Cuando el agente que había matado a Palmieri, tendido en el suelo, comprobaba el ángulo con el que había irrumpido en el apartamento, Brunetti entró en el cuarto de baño y humedeció el pañuelo con agua fría para limpiarse la herida, del tamaño de un botón de camisa, que le había hecho en la mejilla una astilla de la puerta. Sosteniéndose el pañuelo en la cara, abrió el botiquín, en busca de una gasa para contener la sangre, y descubrió que estaba lleno, y no precisamente de material para pequeñas curas.

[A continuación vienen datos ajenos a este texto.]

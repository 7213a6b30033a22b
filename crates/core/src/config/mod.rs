//! Application configuration with layered loading.
//!
//! This module provides configuration management using figment for layered
//! configuration loading from multiple sources:
//!
//! 1. Environment variables (CACHEFRONT_*)
//! 2. TOML config file (if CACHEFRONT_CONFIG_FILE set)
//! 3. Built-in defaults

use std::path::PathBuf;
use std::time::Duration;

use figment::{
    Figment,
    providers::{Env, Format, Serialized, Toml},
};
use serde::{Deserialize, Serialize};
use url::Url;

use crate::generation::Generation;

mod validation;

pub use validation::ConfigError;

/// Application configuration with layered loading.
///
/// Loading precedence (highest wins):
/// 1. Environment variables (CACHEFRONT_*)
/// 2. TOML config file (if CACHEFRONT_CONFIG_FILE set)
/// 3. Built-in defaults
#[derive(Debug, Clone, Serialize, Deserialize)]
pub struct AppConfig {
    /// Address the gateway listens on.
    ///
    /// Set via CACHEFRONT_LISTEN_ADDR environment variable.
    #[serde(default = "default_listen_addr")]
    pub listen_addr: String,

    /// Upstream origin same-origin requests are resolved against.
    ///
    /// Set via CACHEFRONT_ORIGIN environment variable.
    #[serde(default = "default_origin")]
    pub origin: String,

    /// Path to SQLite cache database.
    ///
    /// Set via CACHEFRONT_DB_PATH environment variable.
    #[serde(default = "default_db_path")]
    pub db_path: PathBuf,

    /// Current cache generation tag.
    ///
    /// Bumping this invalidates every versioned cache; activation deletes
    /// the previous generation's caches. Set via CACHEFRONT_GENERATION
    /// environment variable.
    #[serde(default = "default_generation")]
    pub generation: String,

    /// User-Agent string for upstream HTTP requests.
    ///
    /// Set via CACHEFRONT_USER_AGENT environment variable.
    #[serde(default = "default_user_agent")]
    pub user_agent: String,

    /// Maximum bytes to fetch per request.
    ///
    /// Set via CACHEFRONT_MAX_BYTES environment variable.
    #[serde(default = "default_max_bytes")]
    pub max_bytes: usize,

    /// HTTP request timeout in milliseconds.
    ///
    /// Set via CACHEFRONT_TIMEOUT_MS environment variable.
    #[serde(default = "default_timeout_ms")]
    pub timeout_ms: u64,

    /// Origin-relative paths fetched into the precache at install.
    ///
    /// Set via CACHEFRONT_PRECACHE_PATHS environment variable
    /// (comma-separated).
    #[serde(default = "default_precache_paths")]
    pub precache_paths: Vec<String>,

    /// Precached path served when a navigation cannot be satisfied.
    ///
    /// Set via CACHEFRONT_OFFLINE_PATH environment variable.
    #[serde(default = "default_offline_path")]
    pub offline_path: String,

    /// Filename suffix identifying the article index API.
    ///
    /// Set via CACHEFRONT_ARTICLES_INDEX environment variable.
    #[serde(default = "default_articles_index")]
    pub articles_index: String,

    /// Hosts serving font stylesheets.
    ///
    /// Set via CACHEFRONT_FONT_STYLESHEET_HOSTS environment variable
    /// (comma-separated).
    #[serde(default = "default_font_stylesheet_hosts")]
    pub font_stylesheet_hosts: Vec<String>,

    /// Hosts serving font files.
    ///
    /// Set via CACHEFRONT_FONT_FILE_HOSTS environment variable
    /// (comma-separated).
    #[serde(default = "default_font_file_hosts")]
    pub font_file_hosts: Vec<String>,

    /// CDN hosts for third-party script and style assets.
    ///
    /// Set via CACHEFRONT_CDN_HOSTS environment variable (comma-separated).
    #[serde(default = "default_cdn_hosts")]
    pub cdn_hosts: Vec<String>,
}

fn default_listen_addr() -> String {
    "127.0.0.1:8787".into()
}

fn default_origin() -> String {
    "http://localhost:8080".into()
}

fn default_db_path() -> PathBuf {
    PathBuf::from("./cachefront.sqlite")
}

fn default_generation() -> String {
    "1".into()
}

fn default_user_agent() -> String {
    "cachefront/0.1".into()
}

fn default_max_bytes() -> usize {
    5_242_880 // 5MB
}

fn default_timeout_ms() -> u64 {
    20_000
}

fn default_precache_paths() -> Vec<String> {
    ["/", "/index.html", "/styles/common.css", "/scripts/common.js", "/offline.html"]
        .map(String::from)
        .to_vec()
}

fn default_offline_path() -> String {
    "/offline.html".into()
}

fn default_articles_index() -> String {
    "articles.json".into()
}

fn default_font_stylesheet_hosts() -> Vec<String> {
    vec!["fonts.googleapis.com".into()]
}

fn default_font_file_hosts() -> Vec<String> {
    vec!["fonts.gstatic.com".into()]
}

fn default_cdn_hosts() -> Vec<String> {
    vec!["cdnjs.cloudflare.com".into()]
}

impl Default for AppConfig {
    fn default() -> Self {
        Self {
            listen_addr: default_listen_addr(),
            origin: default_origin(),
            db_path: default_db_path(),
            generation: default_generation(),
            user_agent: default_user_agent(),
            max_bytes: default_max_bytes(),
            timeout_ms: default_timeout_ms(),
            precache_paths: default_precache_paths(),
            offline_path: default_offline_path(),
            articles_index: default_articles_index(),
            font_stylesheet_hosts: default_font_stylesheet_hosts(),
            font_file_hosts: default_font_file_hosts(),
            cdn_hosts: default_cdn_hosts(),
        }
    }
}

impl AppConfig {
    /// Timeout as Duration for use with reqwest/tokio.
    pub fn timeout(&self) -> Duration {
        Duration::from_millis(self.timeout_ms)
    }

    /// The configured generation as a typed tag.
    pub fn current_generation(&self) -> Generation {
        Generation::new(self.generation.clone())
    }

    /// The upstream origin as a parsed URL.
    ///
    /// # Errors
    ///
    /// Returns `ConfigError::Invalid` if the origin is not an absolute
    /// http(s) URL. `validate` applies the same check at load time.
    pub fn origin_url(&self) -> Result<Url, ConfigError> {
        let url = Url::parse(&self.origin)
            .map_err(|e| ConfigError::Invalid { field: "origin".into(), reason: e.to_string() })?;
        if url.scheme() != "http" && url.scheme() != "https" {
            return Err(ConfigError::Invalid {
                field: "origin".into(),
                reason: "scheme must be http or https".into(),
            });
        }
        if url.host_str().is_none() {
            return Err(ConfigError::Invalid { field: "origin".into(), reason: "missing host".into() });
        }
        Ok(url)
    }

    /// Load configuration from all sources with layered precedence.
    ///
    /// Priority (highest wins):
    /// 1. Environment variables prefixed with `CACHEFRONT_`
    /// 2. TOML file from `CACHEFRONT_CONFIG_FILE` (if set)
    /// 3. Built-in defaults via `Default::default()`
    ///
    /// # Errors
    ///
    /// Returns `ConfigError` if:
    /// - Configuration file cannot be read
    /// - Environment variables cannot be parsed
    /// - Validation fails after loading
    pub fn load() -> Result<Self, ConfigError> {
        let mut figment = Figment::from(Serialized::defaults(Self::default()));

        if let Ok(config_path) = std::env::var("CACHEFRONT_CONFIG_FILE") {
            figment = figment.merge(Toml::file(&config_path));
        }

        figment = figment.merge(
            Env::prefixed("CACHEFRONT_")
                .map(|key| key.as_str().to_lowercase().into())
                .split("__"),
        );

        let config: Self = figment.extract().map_err(|e| ConfigError::LoadFailed(e.to_string()))?;

        config.validate()?;

        Ok(config)
    }
}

Se dice que las visitas siempre curiosean en el botiquín del cuarto de baño; Brunetti nunca había hecho tal cosa. Ahora lo sorprendió lo que veía: tres hileras de medicamentos de todas clases, una cincuentena de cajas y frascos de los más diversos tamaños y presentaciones, y todos, con la etiqueta distintiva del Ministerio de Sanidad y el número de nueve dígitos correspondiente. Pero no había esparadrapo. Cerró el armario y volvió a la habitación en la que estaba Palmieri.

Mientras Brunetti estaba en el cuarto de baño, habían entrado los otros policías y ahora los jóvenes se hallaban reunidos en la puerta, reconstruyendo el tiroteo, con la misma fruición —o eso le pareció a un disgustado Brunetti— con que contemplarían la repetición de una escena de acción en un vídeo. Los de más edad, diseminados por la habitación, guardaban silencio. Brunetti se acercó a Della Corte.